Exercise details: Count how many lines in the data hold the word "base", and give that number alone.

Working data:
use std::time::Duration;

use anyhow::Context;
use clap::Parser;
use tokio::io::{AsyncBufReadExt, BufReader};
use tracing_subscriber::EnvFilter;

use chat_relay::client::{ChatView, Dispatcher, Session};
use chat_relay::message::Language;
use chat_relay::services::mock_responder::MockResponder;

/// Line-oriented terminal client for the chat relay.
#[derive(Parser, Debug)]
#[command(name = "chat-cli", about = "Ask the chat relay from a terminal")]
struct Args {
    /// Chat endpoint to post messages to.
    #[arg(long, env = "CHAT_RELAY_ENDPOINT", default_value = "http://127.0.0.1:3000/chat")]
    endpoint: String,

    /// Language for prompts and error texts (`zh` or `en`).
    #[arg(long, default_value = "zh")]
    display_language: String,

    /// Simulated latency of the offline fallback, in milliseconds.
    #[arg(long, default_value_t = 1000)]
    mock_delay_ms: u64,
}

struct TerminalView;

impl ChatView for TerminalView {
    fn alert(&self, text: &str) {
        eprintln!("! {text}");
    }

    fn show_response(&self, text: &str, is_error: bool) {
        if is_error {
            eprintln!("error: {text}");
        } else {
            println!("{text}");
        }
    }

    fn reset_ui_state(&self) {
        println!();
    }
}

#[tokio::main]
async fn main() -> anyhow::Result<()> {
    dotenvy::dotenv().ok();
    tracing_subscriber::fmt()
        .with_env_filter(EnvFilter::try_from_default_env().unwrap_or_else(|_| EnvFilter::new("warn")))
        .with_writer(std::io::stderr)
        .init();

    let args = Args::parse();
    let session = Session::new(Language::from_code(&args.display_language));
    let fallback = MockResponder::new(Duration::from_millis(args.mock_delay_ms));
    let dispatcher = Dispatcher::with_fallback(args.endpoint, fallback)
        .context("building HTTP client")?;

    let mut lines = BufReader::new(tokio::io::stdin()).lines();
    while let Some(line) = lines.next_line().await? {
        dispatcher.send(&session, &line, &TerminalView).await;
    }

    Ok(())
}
---
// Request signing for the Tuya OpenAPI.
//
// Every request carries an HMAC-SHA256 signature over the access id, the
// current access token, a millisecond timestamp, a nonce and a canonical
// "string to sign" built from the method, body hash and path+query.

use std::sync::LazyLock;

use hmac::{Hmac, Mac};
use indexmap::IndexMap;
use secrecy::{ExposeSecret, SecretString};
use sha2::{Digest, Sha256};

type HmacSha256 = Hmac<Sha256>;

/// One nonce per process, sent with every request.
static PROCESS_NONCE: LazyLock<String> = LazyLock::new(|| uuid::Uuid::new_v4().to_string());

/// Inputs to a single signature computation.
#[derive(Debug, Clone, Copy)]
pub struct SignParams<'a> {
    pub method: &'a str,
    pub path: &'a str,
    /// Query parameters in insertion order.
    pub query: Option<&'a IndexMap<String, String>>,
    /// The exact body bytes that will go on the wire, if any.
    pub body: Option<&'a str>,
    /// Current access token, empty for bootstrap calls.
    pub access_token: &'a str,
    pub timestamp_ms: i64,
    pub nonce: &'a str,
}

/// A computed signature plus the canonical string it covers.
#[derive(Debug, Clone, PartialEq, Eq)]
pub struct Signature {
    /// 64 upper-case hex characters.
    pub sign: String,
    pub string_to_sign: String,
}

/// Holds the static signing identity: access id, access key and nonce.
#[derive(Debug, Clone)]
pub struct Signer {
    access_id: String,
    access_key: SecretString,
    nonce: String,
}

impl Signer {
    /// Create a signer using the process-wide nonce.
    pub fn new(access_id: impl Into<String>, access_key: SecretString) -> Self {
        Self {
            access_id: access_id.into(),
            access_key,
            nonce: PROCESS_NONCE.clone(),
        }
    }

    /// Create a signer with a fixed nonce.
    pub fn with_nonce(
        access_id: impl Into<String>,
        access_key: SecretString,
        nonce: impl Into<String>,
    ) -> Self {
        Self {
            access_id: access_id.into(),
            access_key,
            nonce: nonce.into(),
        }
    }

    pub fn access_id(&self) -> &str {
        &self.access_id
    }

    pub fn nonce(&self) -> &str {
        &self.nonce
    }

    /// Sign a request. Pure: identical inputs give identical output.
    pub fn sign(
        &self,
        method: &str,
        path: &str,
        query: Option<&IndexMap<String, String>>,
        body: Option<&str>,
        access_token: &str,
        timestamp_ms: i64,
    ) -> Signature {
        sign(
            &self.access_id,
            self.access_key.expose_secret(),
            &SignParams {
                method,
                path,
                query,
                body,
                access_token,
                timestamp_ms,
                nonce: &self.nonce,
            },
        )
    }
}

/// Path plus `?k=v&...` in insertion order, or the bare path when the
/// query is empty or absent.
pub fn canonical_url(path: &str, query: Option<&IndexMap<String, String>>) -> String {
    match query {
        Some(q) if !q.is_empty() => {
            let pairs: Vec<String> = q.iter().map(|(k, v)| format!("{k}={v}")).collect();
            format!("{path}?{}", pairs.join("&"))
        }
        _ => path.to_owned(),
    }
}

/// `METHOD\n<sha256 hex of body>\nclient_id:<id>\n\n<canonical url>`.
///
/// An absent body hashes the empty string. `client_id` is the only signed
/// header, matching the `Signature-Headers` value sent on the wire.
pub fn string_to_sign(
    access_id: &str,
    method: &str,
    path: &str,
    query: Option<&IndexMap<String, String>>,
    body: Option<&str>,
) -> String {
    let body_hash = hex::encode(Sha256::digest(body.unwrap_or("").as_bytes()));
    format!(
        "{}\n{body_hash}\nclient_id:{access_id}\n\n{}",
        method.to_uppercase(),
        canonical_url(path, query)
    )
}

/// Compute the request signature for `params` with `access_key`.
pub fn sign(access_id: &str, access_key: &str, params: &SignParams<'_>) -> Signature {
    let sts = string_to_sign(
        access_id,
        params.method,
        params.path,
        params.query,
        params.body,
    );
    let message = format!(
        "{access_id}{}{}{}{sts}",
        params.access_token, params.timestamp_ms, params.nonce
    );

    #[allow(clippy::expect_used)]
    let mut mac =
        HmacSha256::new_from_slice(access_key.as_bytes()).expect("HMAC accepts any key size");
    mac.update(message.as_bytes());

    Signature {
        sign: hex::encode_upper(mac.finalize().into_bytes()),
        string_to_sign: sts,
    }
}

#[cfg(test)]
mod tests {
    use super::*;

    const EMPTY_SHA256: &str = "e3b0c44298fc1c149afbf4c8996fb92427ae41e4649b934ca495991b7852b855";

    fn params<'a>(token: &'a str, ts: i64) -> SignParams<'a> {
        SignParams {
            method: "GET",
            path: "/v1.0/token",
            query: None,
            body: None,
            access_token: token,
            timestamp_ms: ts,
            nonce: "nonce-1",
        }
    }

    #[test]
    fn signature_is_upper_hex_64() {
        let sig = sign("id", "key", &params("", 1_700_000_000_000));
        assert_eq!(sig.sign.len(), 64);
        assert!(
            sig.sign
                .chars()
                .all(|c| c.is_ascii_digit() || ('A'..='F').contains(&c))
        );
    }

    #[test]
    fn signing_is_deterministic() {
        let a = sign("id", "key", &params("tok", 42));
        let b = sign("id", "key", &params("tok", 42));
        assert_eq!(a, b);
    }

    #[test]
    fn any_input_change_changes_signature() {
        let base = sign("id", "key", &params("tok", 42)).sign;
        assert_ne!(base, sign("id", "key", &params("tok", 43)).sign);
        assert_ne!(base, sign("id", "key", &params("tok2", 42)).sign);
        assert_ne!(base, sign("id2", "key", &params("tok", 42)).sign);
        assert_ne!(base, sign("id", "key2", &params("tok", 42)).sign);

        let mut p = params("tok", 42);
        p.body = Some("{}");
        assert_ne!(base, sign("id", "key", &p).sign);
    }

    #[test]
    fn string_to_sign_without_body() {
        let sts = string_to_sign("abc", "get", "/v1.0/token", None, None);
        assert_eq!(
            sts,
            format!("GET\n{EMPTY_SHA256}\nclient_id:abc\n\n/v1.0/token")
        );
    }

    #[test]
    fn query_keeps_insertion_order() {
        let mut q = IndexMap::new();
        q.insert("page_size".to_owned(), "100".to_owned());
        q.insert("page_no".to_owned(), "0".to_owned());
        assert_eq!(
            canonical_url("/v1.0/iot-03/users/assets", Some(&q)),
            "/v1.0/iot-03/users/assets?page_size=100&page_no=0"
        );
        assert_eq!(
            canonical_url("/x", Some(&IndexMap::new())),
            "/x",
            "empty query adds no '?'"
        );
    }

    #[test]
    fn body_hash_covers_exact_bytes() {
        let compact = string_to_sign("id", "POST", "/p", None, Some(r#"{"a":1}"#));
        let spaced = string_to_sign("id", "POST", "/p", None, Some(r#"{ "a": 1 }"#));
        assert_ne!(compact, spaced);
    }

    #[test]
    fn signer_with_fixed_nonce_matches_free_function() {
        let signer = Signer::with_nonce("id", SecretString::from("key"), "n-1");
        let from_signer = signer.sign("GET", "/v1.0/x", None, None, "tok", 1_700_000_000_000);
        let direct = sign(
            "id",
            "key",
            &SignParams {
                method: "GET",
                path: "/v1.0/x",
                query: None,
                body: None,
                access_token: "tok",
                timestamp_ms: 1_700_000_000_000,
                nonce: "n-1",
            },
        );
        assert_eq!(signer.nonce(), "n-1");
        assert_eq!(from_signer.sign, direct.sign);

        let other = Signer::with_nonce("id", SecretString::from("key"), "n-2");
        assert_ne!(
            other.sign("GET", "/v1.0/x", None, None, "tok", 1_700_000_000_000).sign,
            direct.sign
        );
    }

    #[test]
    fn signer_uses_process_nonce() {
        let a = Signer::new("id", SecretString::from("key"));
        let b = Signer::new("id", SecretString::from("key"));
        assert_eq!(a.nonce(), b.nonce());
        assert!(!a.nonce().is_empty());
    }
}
---
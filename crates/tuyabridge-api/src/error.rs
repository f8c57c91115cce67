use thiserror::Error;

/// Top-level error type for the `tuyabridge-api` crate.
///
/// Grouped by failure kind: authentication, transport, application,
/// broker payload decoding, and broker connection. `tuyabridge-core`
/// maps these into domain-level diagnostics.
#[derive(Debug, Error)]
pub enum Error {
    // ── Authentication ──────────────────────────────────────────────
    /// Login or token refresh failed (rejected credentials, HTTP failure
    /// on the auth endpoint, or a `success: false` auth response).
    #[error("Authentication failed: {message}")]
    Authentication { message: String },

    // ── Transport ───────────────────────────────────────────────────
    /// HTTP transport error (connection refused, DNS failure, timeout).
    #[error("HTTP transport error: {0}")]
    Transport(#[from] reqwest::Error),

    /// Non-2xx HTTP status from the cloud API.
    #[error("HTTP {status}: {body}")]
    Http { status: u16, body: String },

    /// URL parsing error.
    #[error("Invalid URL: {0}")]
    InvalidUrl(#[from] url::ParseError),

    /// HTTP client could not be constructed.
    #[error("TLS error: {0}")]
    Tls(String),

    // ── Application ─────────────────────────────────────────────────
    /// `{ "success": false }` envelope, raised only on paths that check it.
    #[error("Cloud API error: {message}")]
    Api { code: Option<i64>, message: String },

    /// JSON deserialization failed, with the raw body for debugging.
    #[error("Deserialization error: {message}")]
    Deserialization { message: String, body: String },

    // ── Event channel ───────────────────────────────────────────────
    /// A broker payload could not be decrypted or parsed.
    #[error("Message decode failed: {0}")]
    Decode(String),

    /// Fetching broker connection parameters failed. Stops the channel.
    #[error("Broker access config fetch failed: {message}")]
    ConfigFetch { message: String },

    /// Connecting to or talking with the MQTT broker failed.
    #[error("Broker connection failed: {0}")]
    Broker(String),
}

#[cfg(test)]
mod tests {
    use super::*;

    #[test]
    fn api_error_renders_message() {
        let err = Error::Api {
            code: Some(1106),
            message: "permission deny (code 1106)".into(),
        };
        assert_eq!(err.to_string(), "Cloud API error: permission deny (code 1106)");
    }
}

Reply to the exercise: 6